September 10, 2021
Assemblyman Phil Palmesano (R,C,I-Corning) and his Assembly Republican colleagues sent a letter earlier this week to Gov. Kathy Hochul and state Health Commissioner Howard Zucker expressing their strong concerns and warning of a potential workforce shortage compromising the delivery and quality of healthcare due to the state mandating the COVID-19 vaccine for all healthcare workers. A recently-implemented Department of Health (DOH) regulation requires all healthcare workers to receive their first vaccination by September 27 or lose their jobs. Recently, leaders from 10 Finger Lakes counties also expressed their concerns with the mandate. County leaders from Genesee, Livingston, Ontario, Orleans, Schuyler, Seneca, Steuben, Wayne, Wyoming and Yates counties all argued that some healthcare facilities are already seeing a loss of workers and it could get significantly worse if the mandate moves forward, hurting our rural healthcare system.

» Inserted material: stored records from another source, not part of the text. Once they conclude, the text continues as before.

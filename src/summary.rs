use crate::codec::format_amount;
use crate::transaction::{Period, Transaction, TransactionType};

/// Income, expense and net savings for one period
#[derive(Debug, Clone, Copy, PartialEq)]
pub struct MonthlySummary {
    pub period: Period,
    pub total_income: f64,
    pub total_expense: f64,
    pub net_savings: f64,
}

impl MonthlySummary {
    /// Human-readable report, one figure per line
    pub fn message(&self) -> String {
        format!(
            "Monthly Summary for {}:\nTotal Income: {}\nTotal Expense: {}\nNet Savings: {}",
            self.period,
            format_amount(self.total_income),
            format_amount(self.total_expense),
            format_amount(self.net_savings),
        )
    }
}

/// Sum income and expense amounts for records whose date equals `period`.
///
/// Types are matched case-insensitively; records of any other type are
/// ignored. Plain `f64` sums, no rounding.
pub fn aggregate<'a, I>(records: I, period: Period) -> MonthlySummary
where
    I: IntoIterator<Item = &'a Transaction>,
{
    let key = period.key();
    let mut total_income = 0.0;
    let mut total_expense = 0.0;

    for tx in records.into_iter().filter(|tx| tx.is_in(&key)) {
        if TransactionType::Income.matches(&tx.kind) {
            total_income += tx.amount;
        } else if TransactionType::Expense.matches(&tx.kind) {
            total_expense += tx.amount;
        }
    }

    MonthlySummary {
        period,
        total_income,
        total_expense,
        net_savings: total_income - total_expense,
    }
}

The Conference letter states, “our offices have received numerous correspondence from various healthcare facility administrators and employees expressing their deep concerns with the potential negative ramifications of the COVID-19 vaccination mandate for all healthcare workers that goes into effect later this month. With many hospitals and other healthcare facilities already struggling with staffing shortages and lack of retention, we believe that the vaccine mandate will only exacerbate this problem, thus creating more widespread labor shortages and compromising the ability of many New Yorkers to access quality health care.”
“While we encourage voluntary vaccinations and safe environments for our medical staff and their patients, our primary concern, the one that has been echoed by so many professionals in the field, is that with an estimated 20 to 25 percent of healthcare workers unvaccinated, we will be facing numerous resignations and firings by the September 27th deadline. Losing approximately one-quarter of frontline caregivers to a blanket government mandate will decimate the workforce and compromise our safety net at a time we need our healthcare professionals the most. These are the very workers who served on the frontlines during the height of the pandemic when there was so much uncertainty. We should thank them, not punish them,” the letter continued.
“Since this state mandate was announced in August and hearing the concerns raised by healthcare administrators and others in healthcare, I have continued to express my concerns to the governor’s office and the DOH about the negative impact this state mandate will have on the workforce and the delivery and quality of care. We already see workforce shortages and workers leaving from COVID-19 burnout. This is in addition to the unfortunate fact that our healthcare facilities have struggled to recruit and retain workers, even before COVID-19, particularly in our rural communities. While I support and encourage vaccination efforts, I have also expressed my opposition to state government mandating the vaccine. A potential loss of 20-25% of our healthcare workforce would deliver a devastating blow, particularly for our rural healthcare centers, nursing homes and hospitals. This, at this particular time especially, we certainly cannot afford,” said Palmesano.
“Our healthcare workers are heroes. Our nurses, certified nurse assistants, ambulance workers, emergency and critical care specialty staff and so many others have been on the ground and at the forefront of this COVID battle from the very beginning. They have cared for our grandparents, parents, children and neighbors in communities across this state. We owe them a tremendous debt of appreciation and gratitude. Forcing them now to choose between the vaccine and their jobs does not show appreciation and gratitude, it penalizes them and clearly sends them the wrong message. These feelings are sadly summed up by the words that one healthcare employee shared with us, ‘ I went from a hero to a zero.’ This order should be amended to provide flexibility by allowing for regular mandatory COVID testing of healthcare workers as an alternative to mandatory vaccination,” added Palmesano.
“Increasing the vaccination rate in New York remains an important priority and goal. However, enacting a state mandate that will lead to a significant loss of healthcare workers creating a workforce shortage crisis in an already overly-stressed profession is counterproductive. It will compromise the delivery and quality of healthcare services in communities around the state, especially during these challenging times when we need it most,” concluded Palmesano.